▶ [Work to be completed] What lines in this listing contain the string "ConvergenceCriteria"? Report each one by copying it.
- - - - -
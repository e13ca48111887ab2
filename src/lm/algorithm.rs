//! Implementation of the Levenberg-Marquardt algorithm.
//!
//! This module contains the core implementation of the Levenberg-Marquardt algorithm
//! for nonlinear least-squares optimization with Marquardt diagonal scaling.

use nalgebra::{DMatrix, DVector};
use ndarray::Array1;
use tracing::debug;

use crate::control::RunControl;
use crate::convergence::{ConvergenceCriteria, ConvergenceStatus, OptimizeResult};
use crate::error::{Result, SasFitError};
use crate::problem::{cost_or_infinity, Problem};
use crate::utils::{nalgebra_vec_to_ndarray, ndarray_to_nalgebra, ndarray_vec_to_nalgebra};

use super::config::{DecompositionMethod, LmConfig};

/// The Levenberg-Marquardt optimizer.
#[derive(Debug, Clone, Default)]
pub struct LevenbergMarquardt {
    /// Configuration options
    config: LmConfig,
}

impl LevenbergMarquardt {
    /// Create a new Levenberg-Marquardt optimizer with default configuration.
    pub fn new() -> Self {
        Self::default()
    }

    /// Create a new Levenberg-Marquardt optimizer with the given configuration.
    pub fn with_config(config: LmConfig) -> Self {
        Self { config }
    }

    /// Set the maximum number of iterations.
    pub fn with_max_iterations(mut self, max_iterations: usize) -> Self {
        self.config.max_iterations = max_iterations;
        self
    }

    /// Set the tolerance for change in cost.
    pub fn with_ftol(mut self, ftol: f64) -> Self {
        self.config.ftol = ftol;
        self
    }

    /// Set the tolerance for change in parameter values.
    pub fn with_xtol(mut self, xtol: f64) -> Self {
        self.config.xtol = xtol;
        self
    }

    /// Set the tolerance for the gradient.
    pub fn with_gtol(mut self, gtol: f64) -> Self {
        self.config.gtol = gtol;
        self
    }

    /// Set the method used for solving the linear system.
    pub fn with_decomposition_method(mut self, method: DecompositionMethod) -> Self {
        self.config.decomposition_method = method;
        self
    }

    pub fn config(&self) -> &LmConfig {
        &self.config
    }

    /// Minimize the sum of squared residuals for the given problem.
    ///
    /// Trial points whose evaluation fails are treated as rejected steps. The run
    /// stops at the first cancellation checkpoint after `control` is cancelled.
    ///
    /// # Arguments
    ///
    /// * `problem` - The problem to solve
    /// * `initial_params` - Initial guess for the parameter values
    /// * `control` - Cancellation token and iteration cap
    ///
    /// # Returns
    ///
    /// * `Result<OptimizeResult>` - The result of the optimization
    pub fn minimize<P: Problem>(
        &self,
        problem: &P,
        initial_params: Array1<f64>,
        control: &RunControl,
    ) -> Result<OptimizeResult> {
        let n_params = problem.parameter_count();
        if initial_params.len() != n_params {
            return Err(SasFitError::DimensionMismatch(format!(
                "Expected {} parameters, got {}",
                n_params,
                initial_params.len()
            )));
        }

        let max_iterations = control.iteration_limit(self.config.max_iterations);
        let criteria = ConvergenceCriteria::new(
            self.config.xtol,
            self.config.ftol,
            self.config.gtol,
            max_iterations,
        );

        let mut params = initial_params;
        let mut residuals = problem.eval(&params)?;
        let mut cost: f64 = residuals.iter().map(|r| r.powi(2)).sum();
        if !cost.is_finite() {
            return Err(SasFitError::FunctionEvaluation(
                "initial cost is not finite".to_string(),
            ));
        }
        let mut func_evals = 1;
        let mut lambda = self.config.initial_lambda;
        let mut iterations = 0;

        let finish = |params: Array1<f64>,
                      cost: f64,
                      iterations: usize,
                      func_evals: usize,
                      status: ConvergenceStatus,
                      message: String|
         -> Result<OptimizeResult> {
            debug!(iterations, func_evals, cost, ?status, "levenberg-marquardt finished");
            Ok(OptimizeResult {
                params,
                cost,
                iterations,
                func_evals,
                status,
                message,
            })
        };

        loop {
            if control.is_cancelled() {
                return finish(
                    params,
                    cost,
                    iterations,
                    func_evals,
                    ConvergenceStatus::Cancelled,
                    "cancelled".to_string(),
                );
            }
            if iterations >= max_iterations {
                return finish(
                    params,
                    cost,
                    iterations,
                    func_evals,
                    ConvergenceStatus::MaxIterationsReached,
                    format!("Maximum iterations ({}) reached", max_iterations),
                );
            }

            let jacobian = problem.jacobian(&params)?;
            func_evals += n_params;
            let j = ndarray_to_nalgebra(&jacobian);
            let r = ndarray_vec_to_nalgebra(&residuals);

            let jtj = j.transpose() * &j;
            let g = j.transpose() * &r;

            let gradient_norm = g.amax();
            if gradient_norm < self.config.gtol {
                return finish(
                    params,
                    cost,
                    iterations,
                    func_evals,
                    ConvergenceStatus::GradientConvergence,
                    format!(
                        "Gradient convergence: |g| = {:.2e} < {:.2e}",
                        gradient_norm, self.config.gtol
                    ),
                );
            }

            // Search for an acceptable damping
            let accepted = loop {
                if control.is_cancelled() {
                    break None;
                }
                let step = match self.calculate_step(&jtj, &g, lambda) {
                    Some(step) => step,
                    None => {
                        lambda *= self.config.lambda_up_factor;
                        if lambda > self.config.max_lambda {
                            break None;
                        }
                        continue;
                    }
                };

                let new_params = &params + &nalgebra_vec_to_ndarray(&step);
                func_evals += 1;
                let new_cost = cost_or_infinity(problem, &new_params)?;
                if new_cost < cost {
                    break Some((new_params, new_cost));
                }
                lambda *= self.config.lambda_up_factor;
                if lambda > self.config.max_lambda {
                    break None;
                }
            };

            let Some((new_params, new_cost)) = accepted else {
                if control.is_cancelled() {
                    continue;
                }
                // No downhill step exists at any damping: the current point is a minimum
                return finish(
                    params,
                    cost,
                    iterations,
                    func_evals,
                    ConvergenceStatus::FunctionValueConvergence,
                    "No further reduction in cost is possible".to_string(),
                );
            };

            iterations += 1;
            let status =
                criteria.check(&params, &new_params, cost, new_cost, gradient_norm, iterations);
            params = new_params;
            cost = new_cost;
            residuals = problem.eval(&params)?;
            func_evals += 1;
            lambda = (lambda * self.config.lambda_down_factor).max(self.config.min_lambda);

            match status {
                ConvergenceStatus::Running => (),
                ConvergenceStatus::MaxIterationsReached => continue,
                status => {
                    let message = match status {
                        ConvergenceStatus::ParameterConvergence => "Parameter convergence",
                        _ => "Cost convergence",
                    };
                    return finish(
                        params,
                        cost,
                        iterations,
                        func_evals,
                        status,
                        message.to_string(),
                    );
                }
            }
        }
    }

    /// Calculate the Levenberg-Marquardt step.
    ///
    /// Solves (JᵀJ + λ diag(JᵀJ)) δ = −Jᵀr.
    ///
    /// # Returns
    ///
    /// * The step, or None if the system is singular
    fn calculate_step(
        &self,
        jtj: &DMatrix<f64>,
        g: &DVector<f64>,
        lambda: f64,
    ) -> Option<DVector<f64>> {
        let mut a = jtj.clone();
        for i in 0..a.nrows() {
            a[(i, i)] += lambda * jtj[(i, i)].max(1e-12);
        }
        let rhs = -g;

        let step = match self.config.decomposition_method {
            DecompositionMethod::Cholesky => a.cholesky().map(|c| c.solve(&rhs)),
            DecompositionMethod::LU => a.lu().solve(&rhs),
            DecompositionMethod::Auto => match a.clone().cholesky() {
                Some(c) => Some(c.solve(&rhs)),
                None => a.lu().solve(&rhs),
            },
        }?;

        step.iter().all(|x| x.is_finite()).then_some(step)
    }
}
- - - - -
▶ [Result below]
use crate::convergence::{ConvergenceCriteria, ConvergenceStatus, OptimizeResult};
        let criteria = ConvergenceCriteria::new(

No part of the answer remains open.